Poetry is to me what waffles are to him.  Often toasted and covered in a sticky substance sprung from a New Hampshire deciduous.  The very trees that poets flock to see when the leaves turn gold and red and fill their poetic minds with words of beauty and eloquence.  Poets are dreamers, death squads are realists.  Poetry is the great farce of modern time.  What is poetry?  It’s the cerebral vomit of modern man.  And beware the poet that says “I wrote this piece in five minutes” and it’s full of words most college graduates can neither pronounce nor enunciate.  And beware the author who begins sentences with a preposition.  I write poetry.  I write poetry when I’m drunk and it’s not the beautiful flowing existential poetry that requires a half hour of deep thinking and a thesaurus.  No it’s the true poetry that requires much deep thinking the next morning along with a Tylenol or two.  My poetry is neither aesthetic nor deep.  It’s the “jump off the bridge’ poetry rather than the “come give me a hug and a tissue because I just discovered myself through these cleverly arranged nouns, pronouns, verbs and adjectives” poetry.  What is poetic justice?  Nothing rhymes with justice.
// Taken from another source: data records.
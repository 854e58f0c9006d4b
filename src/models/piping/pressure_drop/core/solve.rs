use uom::si::f64::Pressure;

use super::{PressureDropError, PressureDropInput};

/// Computes the Darcy-Weisbach pressure drop `Δp = f · ρ · L · v² / (2 D)`.
pub(crate) fn solve(input: &PressureDropInput) -> Result<Pressure, PressureDropError> {
    let velocity = input.flow().resolve_velocity(input.diameter(), input.density())?;

    let density = input.density().into_inner();
    let diameter = input.diameter().into_inner();

    let pressure_drop: Pressure =
        input.friction_factor() * density * input.length() * velocity * velocity
            / (2.0 * diameter);

    Ok(pressure_drop)
}
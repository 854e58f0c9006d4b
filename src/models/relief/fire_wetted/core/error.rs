use thiserror::Error;

use crate::support::{constraint::ConstraintError, thermo::ResolveError};

/// Errors that can occur while solving the fire-wetted vaporization case.
#[derive(Debug, Error)]
pub enum FireWettedError {
    /// The requested vaporization interval is not increasing.
    ///
    /// Raised at input construction, before any flash is attempted.
    #[error(
        "final vapor fraction must exceed initial: initial={initial}, final={requested_final}"
    )]
    VaporFractionOrder {
        /// Requested initial vapor fraction.
        initial: f64,

        /// Requested final vapor fraction.
        requested_final: f64,
    },

    /// An input value violated a numeric constraint.
    #[error("invalid input")]
    Constraint(#[from] ConstraintError),

    /// An equilibrium state could not be resolved.
    #[error("equilibrium resolution failed")]
    Resolve(#[from] ResolveError),

    /// The flashed vapor-fraction interval collapsed.
    ///
    /// Even with a valid requested interval, solver tolerance can leave the
    /// two flashed states at the same vapor fraction, which would make the
    /// latent heat per unit vaporized undefined. No recovery is attempted;
    /// a wider interval or tighter resolver tolerance is a caller decision.
    #[error(
        "vapor-fraction interval collapsed after flashing: \
         initial={initial}, final={flashed_final}"
    )]
    DegenerateInterval {
        /// Vapor fraction of the flashed initial state.
        initial: f64,

        /// Vapor fraction of the flashed final state.
        flashed_final: f64,
    },
}
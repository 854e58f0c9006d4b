//! Pipe-flow models.
//!
//! This module contains hydraulic models that support relief sizing,
//! currently single-phase Darcy–Weisbach pressure drop.

pub mod pressure_drop;
//! Core Darcy–Weisbach pressure-drop calculation.

mod error;
mod flow;
mod input;
mod solve;

pub use error::{FlowSpecError, PressureDropError};
pub use flow::FlowSpec;
pub use input::PressureDropInput;

pub(super) use solve::solve;
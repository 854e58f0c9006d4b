use twine_solvers::equation::bisection;
use uom::si::{f64::TemperatureInterval, temperature_interval::kelvin as delta_kelvin};

/// Solver configuration for resolving a target vapor fraction.
#[derive(Debug, Clone, Copy)]
pub struct ResolveConfig {
    /// Maximum iteration count for the bisection solve.
    pub max_iters: usize,

    /// Absolute tolerance for the temperature search variable.
    pub temperature_tol: TemperatureInterval,

    /// Absolute tolerance for the vapor-fraction residual (achieved - target).
    pub vapor_fraction_tol: f64,

    /// Maximum number of memoized equilibrium states.
    pub cache_capacity: usize,
}

impl Default for ResolveConfig {
    fn default() -> Self {
        Self {
            max_iters: 100,
            temperature_tol: TemperatureInterval::new::<delta_kelvin>(1e-9),
            vapor_fraction_tol: 1e-9,
            cache_capacity: 64,
        }
    }
}

impl ResolveConfig {
    /// Converts this configuration into a bisection solver configuration.
    pub(super) fn bisection(&self) -> bisection::Config {
        bisection::Config {
            max_iters: self.max_iters,
            x_abs_tol: self.temperature_tol.get::<delta_kelvin>(),
            x_rel_tol: 0.0,
            residual_tol: self.vapor_fraction_tol,
        }
    }
}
When god created man he was forced to create woman in order for the species to propagate.  It all went downhill from there.  From the time women discovered men were always trying to stick a penis in them and then when they did they spent nine months trying to shoot a bowling ball through surgical tubing they have been pissed off.  For centuries men have been trying to figure out women and since they are like the oceans, deep, mysterious and covering three-fourths of the planet, it can be overwhelming at times.  So god invented sports.  Then god invented cable.  Then god invented texting.  This was so men could escape the wrath.  But previously and in a moment of haste god had invented the exclamation point.  There is no escape.  It’s amusing that we always make animated movies involving talking animals that evolved with no vocal chords.  Man has long desired to understand what animals are thinking and how wonderful it would be if we could talk to animals.  I really don’t want to speak to birds, the idiots of the natural world.  Why is it that evil animals have a British accent?  The answer is simple, evil animals all attended Cambridge, where non-British accent animals attended public schools in Oakland.  If all evil things in the world attended Cambridge why are the prisons so full?  So there you have it, crime does not pay, and therefore a college education does not pay, except on the plains of Africa where the public schools always prevail.   But then again how many animals on the Serengeti were involved in Ponsi schemes?  I would say Jackals; Jackals are the Bernie Madoffs of the African frontier.  Coincidentally I explained Darwin to my daughter last night. I told her it was a city in the middle of nowhere that people with no money go to vacation so they can smoke pot and poke around the mangroves not realizing there is a twenty-foot long salt water crocodile eyeing them.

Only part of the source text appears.